Need more info about problem resolving entity reference

D

David Karr

I have a Cygwin Perl script makes numerous REST api calls to a local service, parses the results from those, and makes other calls with that data. It also runs some of these calls in multiple threads, using LWP::UserAgent.
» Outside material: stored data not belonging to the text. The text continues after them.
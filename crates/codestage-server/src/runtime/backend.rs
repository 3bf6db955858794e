use codestage_common::protocol::{
    error::{CodestageError, Result},
    CallRequest,
};

use crate::resource_limits::ResourceLimits;
use crate::runtime::{context::EngineContext, image::ProgramImage, output::OutputBuffer};

/// Compiles program text into images and runs their functions.
///
/// Both methods block and are run on tokio's blocking pool by
/// [`Engine`](crate::runtime::Engine), which also enforces the wall-clock
/// limit. Implementations only need to honor the interpreter budgets.
pub trait Backend: Send + Sync + 'static {
    fn compile(&self, source: &[u8], limits: &ResourceLimits) -> Result<ProgramImage>;

    /// Writes the call's output into `out`, which holds `call.capacity`
    /// bytes. Implementations stop producing output once
    /// [`OutputBuffer::is_full`] returns true and propagate its write errors.
    fn invoke(
        &self,
        image: &ProgramImage,
        call: &CallRequest,
        limits: &ResourceLimits,
        out: &mut OutputBuffer,
    ) -> Result<()>;
}

/// JavaScript backend built on Boa.
#[derive(Debug, Default, Clone, Copy)]
pub struct BoaBackend;

impl Backend for BoaBackend {
    fn compile(&self, source: &[u8], limits: &ResourceLimits) -> Result<ProgramImage> {
        let source = std::str::from_utf8(source)
            .map_err(|e| CodestageError::Compile(format!("Program text is not valid UTF-8: {}", e)))?;

        let mut ctx = EngineContext::load(source, limits)?;
        let functions = ctx.functions()?;

        Ok(ProgramImage::new(source, functions))
    }

    fn invoke(
        &self,
        image: &ProgramImage,
        call: &CallRequest,
        limits: &ResourceLimits,
        out: &mut OutputBuffer,
    ) -> Result<()> {
        // The image compiled once already; a failure now comes from a
        // top level that behaves differently on re-evaluation.
        let mut ctx = EngineContext::load(image.source(), limits).map_err(|e| match e {
            CodestageError::Compile(msg) => {
                CodestageError::Execution(format!("Image initialization failed: {}", msg))
            }
            other => other,
        })?;

        ctx.invoke(&call.function, call.args.clone(), out)
    }
}
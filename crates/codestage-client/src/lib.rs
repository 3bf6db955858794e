//! Codestage Client
//!
//! Async client for the Codestage wire protocol. One [`CodestageClient`]
//! wraps one server session.

pub mod client;

pub use client::CodestageClient;
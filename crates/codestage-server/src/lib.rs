//! Codestage Server
//!
//! This crate implements the server side of Codestage: clients stage a
//! JavaScript program with PARSE, activate it with COMMIT and invoke its
//! functions with CALL. Programs run in the Boa JavaScript engine, in a fresh
//! context per call, with per-connection program storage.

pub mod config;
pub mod resource_limits;
pub mod runtime;
pub mod server;
pub mod session;
pub mod store;

pub use config::ServerConfig;
pub use resource_limits::ResourceLimits;
pub use runtime::{Backend, BoaBackend, CallOutcome, Engine, OverflowPolicy, ProgramImage};
pub use server::Server;
pub use session::Session;
pub use store::{ProgramStore, StoreState};
//! Resource limits for program execution.
//!
//! Two layers bound every compile and call:
//!
//! - a wall-clock `execution_timeout`, enforced by the engine around each
//!   blocking job
//! - interpreter budgets (loop iterations, recursion depth, stack size),
//!   enforced by Boa inside the job so runaway code stops on its own

use std::time::Duration;

use serde::{Deserialize, Serialize};

/// Resource limits for JavaScript execution.
///
/// # Memory Limiting
///
/// Boa has no heap cap. Memory is bounded indirectly through the stack and
/// loop budgets and through the output capacity of each call.
///
/// # Example
///
/// ```
/// use codestage_server::ResourceLimits;
/// use std::time::Duration;
///
/// let limits = ResourceLimits::new()
///     .with_execution_timeout(Duration::from_secs(5))
///     .with_loop_iteration_limit(1_000_000);
/// assert!(limits.validate().is_ok());
/// ```
#[derive(Debug, Clone, PartialEq, Serialize, Deserialize)]
#[serde(default)]
pub struct ResourceLimits {
    /// Maximum wall-clock time for a single compile or call
    #[serde(rename = "execution_timeout_ms", with = "duration_ms")]
    pub execution_timeout: Duration,
    /// Maximum iterations of any single loop
    pub loop_iteration_limit: u64,
    /// Maximum depth of nested function calls
    pub recursion_limit: usize,
    /// Maximum number of values on the VM stack
    pub stack_size_limit: usize,
}

impl Default for ResourceLimits {
    fn default() -> Self {
        Self {
            execution_timeout: Duration::from_secs(30),
            loop_iteration_limit: 100_000_000,
            recursion_limit: 512,
            stack_size_limit: 10 * 1024,
        }
    }
}

impl ResourceLimits {
    /// Creates a new ResourceLimits with default values.
    ///
    /// ```
    /// use codestage_server::ResourceLimits;
    ///
    /// let limits = ResourceLimits::new();
    /// assert_eq!(limits.execution_timeout.as_secs(), 30);
    /// ```
    pub fn new() -> Self {
        Self::default()
    }

    /// Sets the maximum execution timeout.
    pub fn with_execution_timeout(mut self, timeout: Duration) -> Self {
        self.execution_timeout = timeout;
        self
    }

    pub fn with_loop_iteration_limit(mut self, limit: u64) -> Self {
        self.loop_iteration_limit = limit;
        self
    }

    pub fn with_recursion_limit(mut self, limit: usize) -> Self {
        self.recursion_limit = limit;
        self
    }

    pub fn with_stack_size_limit(mut self, limit: usize) -> Self {
        self.stack_size_limit = limit;
        self
    }

    /// Execution timeout in whole milliseconds, as reported in timeout errors.
    pub fn execution_timeout_ms(&self) -> u64 {
        u64::try_from(self.execution_timeout.as_millis()).unwrap_or(u64::MAX)
    }

    /// Validates the resource limits configuration.
    ///
    /// # Errors
    ///
    /// Returns an error if:
    /// - Execution timeout is zero
    /// - Execution timeout is excessively long (> 1 hour)
    /// - Any interpreter budget is zero
    pub fn validate(&self) -> Result<(), String> {
        if self.execution_timeout.is_zero() {
            return Err("execution timeout must be greater than zero".to_string());
        }

        if self.execution_timeout.as_secs() > 3600 {
            return Err(format!(
                "execution timeout must be <= 1 hour (got {} seconds)",
                self.execution_timeout.as_secs()
            ));
        }

        if self.loop_iteration_limit == 0 {
            return Err("loop iteration limit must be greater than zero".to_string());
        }

        if self.recursion_limit == 0 {
            return Err("recursion limit must be greater than zero".to_string());
        }

        if self.stack_size_limit == 0 {
            return Err("stack size limit must be greater than zero".to_string());
        }

        Ok(())
    }
}

/// Serializes a [`Duration`] as integer milliseconds.
pub(crate) mod duration_ms {
    use std::time::Duration;

    use serde::{Deserialize, Deserializer, Serializer};

    pub fn serialize<S: Serializer>(duration: &Duration, serializer: S) -> Result<S::Ok, S::Error> {
        serializer.serialize_u64(u64::try_from(duration.as_millis()).unwrap_or(u64::MAX))
    }

    pub fn deserialize<'de, D: Deserializer<'de>>(deserializer: D) -> Result<Duration, D::Error> {
        u64::deserialize(deserializer).map(Duration::from_millis)
    }
}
It mostly works, but I sometimes get errors like this:

-----------------------
caught error:
500 Can't connect to www.w3.org:80 (Operation now in progress) http://www.w3.org/TR/html4/strict.dtd
Handler couldn't resolve external entity at line 1, column 90, byte 92
error in processing external entity reference at line 1, column 90, byte 92:
<!DOCTYPE HTML PUBLIC "-//W3C//DTD HTML 4.01//EN" "http://www.w3.org/TR/html4/strict.dtd">
=========================================================================================^
<html>
<head>
at /usr/lib/perl5/vendor_perl/5.14/i686-cygwin-threads-64int/XML/Parser.pm line 187 thread 2
 
D

David Karr

This error comes from XML::parser. I assume you are invoking that

directly, to parse the REST response? What's happening is that

XML::parser sees a DOCTYPE declaration like



<!DOCTYPE HTML PUBLIC "-//W3C//DTD HTML 4.01//EN"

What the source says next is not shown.